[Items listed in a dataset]
= = = = = = =
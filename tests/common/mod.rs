//! Scripted transport for driving the client without a network

use async_trait::async_trait;
use bytes::Bytes;
use http_body_util::{BodyExt, Full};
use hyper::header::{HeaderMap, HeaderName, HeaderValue};
use hyper::{Request, StatusCode};
use std::collections::{HashMap, VecDeque};
use std::sync::Mutex;
use upyun::rest::{HttpTransport, Result, TransportResponse};

/// One request as the transport saw it
#[derive(Debug, Clone)]
pub struct RecordedRequest {
    pub method: String,
    pub path: String,
    pub query: Option<String>,
    pub headers: HashMap<String, String>,
    pub body: Vec<u8>,
}

/// Transport that records every request and replays scripted responses in
/// order. When the script runs out it answers 200 with an empty body.
pub struct MockTransport {
    requests: Mutex<Vec<RecordedRequest>>,
    responses: Mutex<VecDeque<TransportResponse>>,
}

impl MockTransport {
    pub fn new() -> Self {
        Self {
            requests: Mutex::new(Vec::new()),
            responses: Mutex::new(VecDeque::new()),
        }
    }

    /// Queue the next response
    pub fn respond(&self, status: u16, headers: &[(&str, &str)], body: &[u8]) {
        let mut header_map = HeaderMap::new();
        for (k, v) in headers {
            header_map.insert(
                HeaderName::from_bytes(k.as_bytes()).unwrap(),
                HeaderValue::from_str(v).unwrap(),
            );
        }
        self.responses.lock().unwrap().push_back(TransportResponse {
            status: StatusCode::from_u16(status).unwrap(),
            headers: header_map,
            body: Bytes::copy_from_slice(body),
        });
    }

    /// Everything dispatched so far
    pub fn requests(&self) -> Vec<RecordedRequest> {
        self.requests.lock().unwrap().clone()
    }
}

#[async_trait]
impl HttpTransport for MockTransport {
    async fn dispatch(&self, req: Request<Full<Bytes>>) -> Result<TransportResponse> {
        let method = req.method().to_string();
        let path = req.uri().path().to_string();
        let query = req.uri().query().map(str::to_string);
        let headers = req
            .headers()
            .iter()
            .map(|(k, v)| {
                (
                    k.as_str().to_string(),
                    v.to_str().unwrap_or_default().to_string(),
                )
            })
            .collect();
        let body = req
            .into_body()
            .collect()
            .await
            .expect("infallible body")
            .to_bytes()
            .to_vec();

        self.requests.lock().unwrap().push(RecordedRequest {
            method,
            path,
            query,
            headers,
            body,
        });

        Ok(self
            .responses
            .lock()
            .unwrap()
            .pop_front()
            .unwrap_or(TransportResponse {
                status: StatusCode::OK,
                headers: HeaderMap::new(),
                body: Bytes::new(),
            }))
    }
}
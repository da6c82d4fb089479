//! UPYUN request signer
//!
//! Computes the `Authorization` header for REST requests. Two wire-compatible
//! schemes exist and both are supported, selected at construction:
//!
//! - `Digest`: signs `METHOD&PATH&DATE&CONTENT_MD5`, with the MD5 segment
//!   omitted entirely (not empty-padded) when the request has no body.
//! - `Simplified`: signs `METHOD&PATH&DATE`, never a content digest.
//!
//! Both HMAC-SHA1 with the hex MD5 digest of the shared secret as key, and
//! base64-encode the result. The signed path is the upstream-relative path
//! without the query string and must match the transmitted path byte for
//! byte.

use base64::engine::general_purpose::STANDARD as BASE64;
use base64::Engine;
use chrono::{DateTime, Utc};
use hmac::{Hmac, Mac};
use sha1::Sha1;
use std::str::FromStr;

type HmacSha1 = Hmac<Sha1>;

/// Scheme tag carried in the Authorization header value
const SCHEME_TAG: &str = "UPYUN";

/// Signing scheme capability, selected by client configuration
#[derive(Debug, Clone, Copy, PartialEq, Eq)]
pub enum SigningScheme {
    /// Legacy scheme: content digest included in the signing string
    Digest,
    /// Simplified scheme: method, path and date only
    Simplified,
}

impl FromStr for SigningScheme {
    type Err = String;

    fn from_str(s: &str) -> Result<Self, Self::Err> {
        match s.to_ascii_lowercase().as_str() {
            "digest" => Ok(SigningScheme::Digest),
            "simplified" => Ok(SigningScheme::Simplified),
            other => Err(format!(
                "invalid signing scheme '{}' (valid: digest, simplified)",
                other
            )),
        }
    }
}

/// Per-request authentication header computation.
///
/// The secret is hashed once at construction; the raw password is not
/// retained. Immutable for the lifetime of the client.
#[derive(Clone)]
pub struct Signer {
    operator: String,
    /// Hex MD5 of the password, used directly as the HMAC key
    hashed_password: String,
    scheme: SigningScheme,
}

impl Signer {
    pub fn new(operator: String, password: &str, scheme: SigningScheme) -> Self {
        let hashed_password = hex::encode(md5::compute(password.as_bytes()).0);
        Self {
            operator,
            hashed_password,
            scheme,
        }
    }

    /// The configured scheme
    pub fn scheme(&self) -> SigningScheme {
        self.scheme
    }

    /// RFC-1123 date string used for both the `Date` header and the signing
    /// string. Callers capture one instant and use it for both, so the
    /// transmitted header can never diverge from what was signed.
    pub fn http_date(now: DateTime<Utc>) -> String {
        now.format("%a, %d %b %Y %H:%M:%S GMT").to_string()
    }

    /// Hex MD5 digest of a request body (pure function of the body bytes)
    pub fn content_md5(body: &[u8]) -> String {
        hex::encode(md5::compute(body).0)
    }

    /// Compute the Authorization header value for one request
    pub fn authorization(
        &self,
        method: &str,
        path: &str,
        date: &str,
        content_md5: Option<&str>,
    ) -> String {
        let signing = Self::signing_string(self.scheme, method, path, date, content_md5);
        let mut mac = HmacSha1::new_from_slice(self.hashed_password.as_bytes())
            .expect("HMAC can take key of any size");
        mac.update(signing.as_bytes());
        let signature = BASE64.encode(mac.finalize().into_bytes());
        format!("{} {}:{}", SCHEME_TAG, self.operator, signature)
    }

    /// Build the signing string: `&`-joined segments, digest segment present
    /// only under the digest scheme and only when a body digest exists.
    fn signing_string(
        scheme: SigningScheme,
        method: &str,
        path: &str,
        date: &str,
        content_md5: Option<&str>,
    ) -> String {
        let mut segments = vec![method, path, date];
        if scheme == SigningScheme::Digest {
            if let Some(md5) = content_md5.filter(|m| !m.is_empty()) {
                segments.push(md5);
            }
        }
        segments.join("&")
    }
}
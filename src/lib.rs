//! upyun - UPYUN REST storage client with an attachment-service adapter

pub mod config;
pub mod rest;
pub mod service;

pub use config::Config;
pub use rest::{Endpoint, Error, Payload, RestClient, Result, SigningScheme};
pub use service::{BlobService, UpyunService};
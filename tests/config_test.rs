use std::env;
use std::fs;
use tempfile::TempDir;

/// Test loading configuration from a YAML file
#[test]
fn test_load_yaml_config() {
    let yaml = r#"
bucket: test-bucket
operator: test-operator
password: test-secret
endpoint: cnc
host: https://cdn.example.com
folder: uploads
identifier: "!"
signing: digest
timeout: 120

upload:
  threshold: 20971520
  part_size: 2097152
"#;

    let temp_dir = TempDir::new().unwrap();
    let config_path = temp_dir.path().join("config.yaml");
    fs::write(&config_path, yaml).unwrap();

    let config = upyun::config::load_from_yaml(&config_path).unwrap();

    assert_eq!(config.bucket, "test-bucket");
    assert_eq!(config.operator, "test-operator");
    assert_eq!(config.password, "test-secret");
    assert_eq!(config.endpoint, "cnc");
    assert_eq!(config.host, "https://cdn.example.com");
    assert_eq!(config.folder, "uploads");
    assert_eq!(config.timeout, 120);
    assert_eq!(config.upload.threshold, 20 * 1024 * 1024);
    assert_eq!(config.upload.part_size, 2 * 1024 * 1024);
}

#[test]
fn test_load_yaml_missing_file() {
    assert!(upyun::config::load_from_yaml("/nonexistent/config.yaml").is_err());
}

/// Environment loading: missing credentials fail, full set loads.
/// One test so the env mutations stay sequential.
#[test]
fn test_load_env_config() {
    let vars = [
        "UPYUN_BUCKET",
        "UPYUN_OPERATOR",
        "UPYUN_PASSWORD",
        "UPYUN_HOST",
        "UPYUN_FOLDER",
        "UPYUN_ENDPOINT",
        "UPYUN_MULTIPART_THRESHOLD",
    ];
    let saved: Vec<Option<String>> = vars.iter().map(|v| env::var(v).ok()).collect();
    for v in &vars {
        env::remove_var(v);
    }

    // Without credentials, loading must fail fast
    assert!(upyun::config::load_from_env().is_err());

    env::set_var("UPYUN_BUCKET", "env-bucket");
    env::set_var("UPYUN_OPERATOR", "env-operator");
    env::set_var("UPYUN_PASSWORD", "env-secret");
    env::set_var("UPYUN_HOST", "https://cdn.env.example.com");
    env::set_var("UPYUN_FOLDER", "env-folder");
    env::set_var("UPYUN_ENDPOINT", "telecom");
    env::set_var("UPYUN_MULTIPART_THRESHOLD", "52428800");

    let config = upyun::config::load_from_env().unwrap();
    assert_eq!(config.bucket, "env-bucket");
    assert_eq!(config.operator, "env-operator");
    assert_eq!(config.password, "env-secret");
    assert_eq!(config.host, "https://cdn.env.example.com");
    assert_eq!(config.folder, "env-folder");
    assert_eq!(config.endpoint, "telecom");
    assert_eq!(config.upload.threshold, 50 * 1024 * 1024);
    // Untouched settings keep their defaults
    assert_eq!(config.signing, "digest");
    assert_eq!(config.timeout, 60);

    // Restore original environment
    for (var, value) in vars.iter().zip(saved) {
        match value {
            Some(v) => env::set_var(var, v),
            None => env::remove_var(var),
        }
    }
}
//! HTTP transport for the REST client
//!
//! The transport is an explicitly owned connection-pool object held by the
//! client instance - no process-wide singleton. It is a trait so the request
//! executor can be driven against a scripted transport in tests.

use crate::rest::client::{Error, Result};
use async_trait::async_trait;
use bytes::Bytes;
use http_body_util::{BodyExt, Full};
use hyper::header::HeaderMap;
use hyper::{Request, StatusCode};
use hyper_tls::HttpsConnector;
use hyper_util::client::legacy::connect::HttpConnector;
use hyper_util::client::legacy::Client as HyperClient;
use hyper_util::rt::TokioExecutor;
use native_tls::TlsConnector;
use std::time::Duration;

/// A fully collected HTTP response
#[derive(Debug, Clone)]
pub struct TransportResponse {
    pub status: StatusCode,
    pub headers: HeaderMap,
    pub body: Bytes,
}

/// One-request-at-a-time HTTP dispatch.
///
/// A connection/DNS/timeout failure is reported as `Error::Transport`,
/// distinct from any upstream error response.
#[async_trait]
pub trait HttpTransport: Send + Sync {
    async fn dispatch(&self, req: Request<Full<Bytes>>) -> Result<TransportResponse>;
}

/// Hyper-backed transport with a tuned connection pool.
///
/// HTTP/1.1 only, TCP_NODELAY, 90s idle connections, 10s connect timeout,
/// native-tls for TLS. The per-request timeout covers the whole exchange
/// including reading the body.
pub struct HyperTransport {
    client: HyperClient<HttpsConnector<HttpConnector>, Full<Bytes>>,
    timeout: Duration,
}

impl HyperTransport {
    pub fn new(timeout: Duration) -> Self {
        let insecure_tls = std::env::var("UPYUN_INSECURE_TLS")
            .map(|v| v == "true" || v == "1")
            .unwrap_or(false);

        let mut http = HttpConnector::new();
        http.set_nodelay(true);
        http.enforce_http(false);
        http.set_connect_timeout(Some(Duration::from_secs(10)));
        http.set_keepalive(Some(Duration::from_secs(90)));

        let tls = if insecure_tls {
            tracing::warn!("INSECURE TLS MODE ENABLED: Certificate verification is disabled!");
            TlsConnector::builder()
                .danger_accept_invalid_certs(true)
                .danger_accept_invalid_hostnames(true)
                .build()
                .expect("Failed to build TLS connector")
        } else {
            TlsConnector::new().expect("Failed to build TLS connector")
        };

        let https = HttpsConnector::from((http, tls.into()));

        let client = HyperClient::builder(TokioExecutor::new())
            .pool_idle_timeout(Duration::from_secs(90))
            .pool_max_idle_per_host(32)
            .retry_canceled_requests(true)
            .set_host(true)
            .build(https);

        Self { client, timeout }
    }

    async fn send(&self, req: Request<Full<Bytes>>) -> Result<TransportResponse> {
        let response = self
            .client
            .request(req)
            .await
            .map_err(|e| Error::Transport(format!("request failed: {}", e)))?;

        let (parts, body) = response.into_parts();
        let body = body
            .collect()
            .await
            .map_err(|e| Error::Transport(format!("response body error: {}", e)))?
            .to_bytes();

        Ok(TransportResponse {
            status: parts.status,
            headers: parts.headers,
            body,
        })
    }
}

#[async_trait]
impl HttpTransport for HyperTransport {
    async fn dispatch(&self, req: Request<Full<Bytes>>) -> Result<TransportResponse> {
        tokio::time::timeout(self.timeout, self.send(req))
            .await
            .map_err(|_| {
                Error::Transport(format!("request timed out after {:?}", self.timeout))
            })?
    }
}
impl RestClient {
    pub fn new(
        transport: Arc<dyn HttpTransport>,
        signer: Signer,
        bucket: String,
        endpoint: Endpoint,
    ) -> Self {
        Self {
            transport,
            signer,
            bucket,
            endpoint,
            debug: false,
        }
    }

    /// Enable per-request debug logging
    pub fn with_debug(mut self, debug: bool) -> Self {
        self.debug = debug;
        self
    }

    pub fn signer(&self) -> &Signer {
        &self.signer
    }

    pub fn bucket(&self) -> &str {
        &self.bucket
    }

    /// Upload a complete object body in one request.
    ///
    /// A stream payload is drained fully into memory first: the protocol
    /// requires a known `Content-Length` up front. Image buckets may answer
    /// with `x-upyun-*` metadata headers; when none are present this returns
    /// `Ok(None)`. The payload's resource is released on every exit path.
    pub async fn put(
        &self,
        path: &str,
        payload: Payload,
        headers: HashMap<String, String>,
    ) -> Result<Option<ObjectMetadata>> {
        let body = payload.into_bytes()?;
        let response = self
            .request(Method::PUT, path, headers, Some(body), None)
            .await?;
        let meta = ObjectMetadata::from_put_headers(&response.headers);
        Ok(if meta.is_empty() { None } else { Some(meta) })
    }

    /// Download an object
    pub async fn get(&self, path: &str) -> Result<Bytes> {
        self.get_with_headers(path, HashMap::new()).await
    }

    /// Download an object with extra request headers (e.g. `Range`)
    pub async fn get_with_headers(
        &self,
        path: &str,
        headers: HashMap<String, String>,
    ) -> Result<Bytes> {
        let response = self.request(Method::GET, path, headers, None, None).await?;
        Ok(response.body)
    }

    /// Stat an object: HEAD request, metadata from `x-upyun-file-*` headers
    pub async fn getinfo(&self, path: &str) -> Result<ObjectMetadata> {
        let response = self
            .request(Method::HEAD, path, HashMap::new(), None, None)
            .await?;
        Ok(ObjectMetadata::from_stat_headers(&response.headers))
    }

    /// Delete an object or an empty folder
    pub async fn delete(&self, path: &str) -> Result<()> {
        self.request(Method::DELETE, path, HashMap::new(), None, None)
            .await?;
        Ok(())
    }

    /// Create a folder
    pub async fn mkdir(&self, path: &str) -> Result<()> {
        let mut headers = HashMap::new();
        headers.insert("folder".to_string(), "true".to_string());
        self.request(Method::POST, path, headers, None, None).await?;
        Ok(())
    }

    /// List entries under a path.
    ///
    /// The body is either the tab-separated line listing or, when the
    /// response content type says so, a JSON document with a `files` array.
    pub async fn getlist(&self, path: &str) -> Result<Vec<ListingEntry>> {
        let response = self.request(Method::GET, path, HashMap::new(), None, None).await?;

        let is_json = response
            .headers
            .get("content-type")
            .and_then(|v| v.to_str().ok())
            .map(|ct| ct.contains("json"))
            .unwrap_or(false);

        if is_json {
            let listing: JsonListing = serde_json::from_slice(&response.body)
                .map_err(|e| Error::InvalidResponse(format!("listing JSON parse error: {}", e)))?;
            Ok(listing.files)
        } else {
            Ok(parse_listing(&String::from_utf8_lossy(&response.body)))
        }
    }

    /// Bucket usage in bytes
    pub async fn usage(&self) -> Result<u64> {
        let response = self
            .request(Method::GET, "/", HashMap::new(), None, Some("usage"))
            .await?;
        let text = String::from_utf8_lossy(&response.body);
        text.trim()
            .parse()
            .map_err(|_| Error::InvalidResponse(format!("unexpected usage body: {}", text)))
    }

    // =========================================================================
    // Multipart upload
    // =========================================================================

    /// Upload a large payload with the serial three-stage multipart protocol.
    ///
    /// Stages run strictly in sequence: initiate, then each part in issuing
    /// order, then complete. The completion call is issued unconditionally
    /// once a session uuid exists - including after a part failure - so the
    /// upstream session is never left dangling. A part failure wins over a
    /// completion failure; the latter is logged as secondary information.
    pub async fn put_multipart(
        &self,
        path: &str,
        payload: Payload,
        content_type: Option<&str>,
        config: &MultipartConfig,
    ) -> Result<()> {
        let total_size = payload.len();
        let mut reader = payload.into_reader();

        // Initiate failure is fatal for the whole upload: no session exists
        // upstream, nothing to clean up.
        let mut session = self
            .initiate_multipart(path, total_size, content_type, config.part_size)
            .await?;

        let mut part_error: Option<Error> = None;
        loop {
            let chunk = match read_part(reader.as_mut(), config.part_size) {
                Ok(chunk) => chunk,
                Err(e) => {
                    part_error = Some(e.into());
                    break;
                }
            };
            if chunk.is_empty() {
                break;
            }
            if let Err(e) = self.upload_part(path, &mut session, Bytes::from(chunk)).await {
                part_error = Some(e);
                break;
            }
        }

        let completion = self.complete_multipart(path, &session).await;

        // Reader dropped here on every path, releasing the payload resource.
        match part_error {
            Some(e) => {
                if let Err(completion_err) = completion {
                    tracing::warn!(
                        error = %completion_err,
                        uuid = %session.uuid,
                        "multipart completion after failed part also failed"
                    );
                }
                Err(e)
            }
            None => completion,
        }
    }

    /// Initiate stage: zero-length request announcing size, part size and
    /// content type. The protocol requires exactly 204 plus a session uuid
    /// response header.
    async fn initiate_multipart(
        &self,
        path: &str,
        total_size: u64,
        content_type: Option<&str>,
        part_size: usize,
    ) -> Result<UploadSession> {
        let mut headers = HashMap::new();
        headers.insert(H_MULTI_DISORDER.to_string(), "true".to_string());
        headers.insert(H_MULTI_STAGE.to_string(), "initiate".to_string());
        headers.insert(H_MULTI_LENGTH.to_string(), total_size.to_string());
        headers.insert(H_MULTI_PART_SIZE.to_string(), part_size.to_string());
        if let Some(ct) = content_type {
            headers.insert(H_MULTI_TYPE.to_string(), ct.to_string());
        }

        let response = self
            .request(Method::PUT, path, headers, Some(Bytes::new()), None)
            .await?;

        if response.status != StatusCode::NO_CONTENT {
            return Err(Error::InvalidResponse(format!(
                "expected 204 from multipart initiate, got {}",
                response.status
            )));
        }

        let uuid = response
            .headers
            .get("x-upyun-multi-uuid")
            .and_then(|v| v.to_str().ok())
            .map(str::to_string)
            .ok_or_else(|| {
                Error::InvalidResponse("multipart initiate response missing session uuid".to_string())
            })?;

        Ok(UploadSession {
            uuid,
            part_size,
            total_size,
            next_part_id: 0,
        })
    }

    /// Upload one part. The part id increments once per successful part;
    /// ids start at 0.
    async fn upload_part(
        &self,
        path: &str,
        session: &mut UploadSession,
        chunk: Bytes,
    ) -> Result<()> {
        let mut headers = HashMap::new();
        headers.insert(H_MULTI_STAGE.to_string(), "upload".to_string());
        headers.insert(H_MULTI_UUID.to_string(), session.uuid.clone());
        headers.insert(H_PART_ID.to_string(), session.next_part_id.to_string());

        self.request(Method::PUT, path, headers, Some(chunk), None)
            .await?;
        session.next_part_id += 1;
        Ok(())
    }

    /// Complete stage: zero-length request closing the session
    async fn complete_multipart(&self, path: &str, session: &UploadSession) -> Result<()> {
        let mut headers = HashMap::new();
        headers.insert(H_MULTI_STAGE.to_string(), "complete".to_string());
        headers.insert(H_MULTI_UUID.to_string(), session.uuid.clone());

        self.request(Method::PUT, path, headers, Some(Bytes::new()), None)
            .await?;
        Ok(())
    }

    // =========================================================================
    // Request executor
    // =========================================================================

    /// Build, sign, dispatch and classify one request.
    ///
    /// The Date header and the signature are computed from one captured
    /// instant; the signed path is the bucket-prefixed path without the query
    /// string, byte-identical to what is transmitted.
    async fn request(
        &self,
        method: Method,
        path: &str,
        headers: HashMap<String, String>,
        body: Option<Bytes>,
        query: Option<&str>,
    ) -> Result<TransportResponse> {
        let fullpath = join_bucket_path(&self.bucket, path);
        let mut url = format!("https://{}{}", self.endpoint.host(), fullpath);
        if let Some(q) = query {
            url.push('?');
            url.push_str(q);
        }

        let date = Signer::http_date(Utc::now());
        let content_md5 = match (&body, self.signer.scheme()) {
            (Some(b), SigningScheme::Digest) if !b.is_empty() => Some(Signer::content_md5(b)),
            _ => None,
        };
        let authorization =
            self.signer
                .authorization(method.as_str(), &fullpath, &date, content_md5.as_deref());

        let mut builder = Request::builder().method(method.clone()).uri(&url);
        for (key, value) in &headers {
            builder = builder.header(&*canonical_header_key(key), value);
        }
        builder = builder
            .header("Date", &date)
            .header("Authorization", &authorization);
        if let Some(md5) = &content_md5 {
            builder = builder.header("Content-MD5", md5);
        }

        // Body-carrying verbs always send Content-Length, even for a
        // zero-length body (multipart initiate/complete).
        let carries_body =
            method == Method::PUT || method == Method::POST || method == Method::PATCH;
        let body_bytes = if carries_body {
            body.unwrap_or_default()
        } else {
            Bytes::new()
        };
        if carries_body {
            builder = builder.header("Content-Length", body_bytes.len().to_string());
        }

        if self.debug {
            tracing::debug!(method = %method, path = %fullpath, "dispatching request");
        }

        let request = builder.body(Full::new(body_bytes))?;
        let response = self.transport.dispatch(request).await?;

        if self.debug {
            tracing::debug!(status = %response.status, path = %fullpath, "response");
        }

        if response.status.is_success() {
            Ok(response)
        } else {
            let request_id = response
                .headers
                .get("x-request-id")
                .and_then(|v| v.to_str().ok())
                .map(str::to_string);
            Err(Error::Upstream(ErrorResult {
                request_id,
                code: response.status.as_u16(),
                message: String::from_utf8_lossy(&response.body).to_string(),
            }))
        }
    }
}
= = = = = = =
• _EXERCISE DESCRIPTION_:
From the entries above, return exactly the line containing "hex::encode(md5::compute(body).0)", the line containing "path, date, content_md5);", and all lines between, and nothing else.

• _RESPONSE BOX_:
        hex::encode(md5::compute(body).0)
    }

    /// Compute the Authorization header value for one request
    pub fn authorization(
        &self,
        method: &str,
        path: &str,
        date: &str,
        content_md5: Option<&str>,
    ) -> String {
        let signing = Self::signing_string(self.scheme, method, path, date, content_md5);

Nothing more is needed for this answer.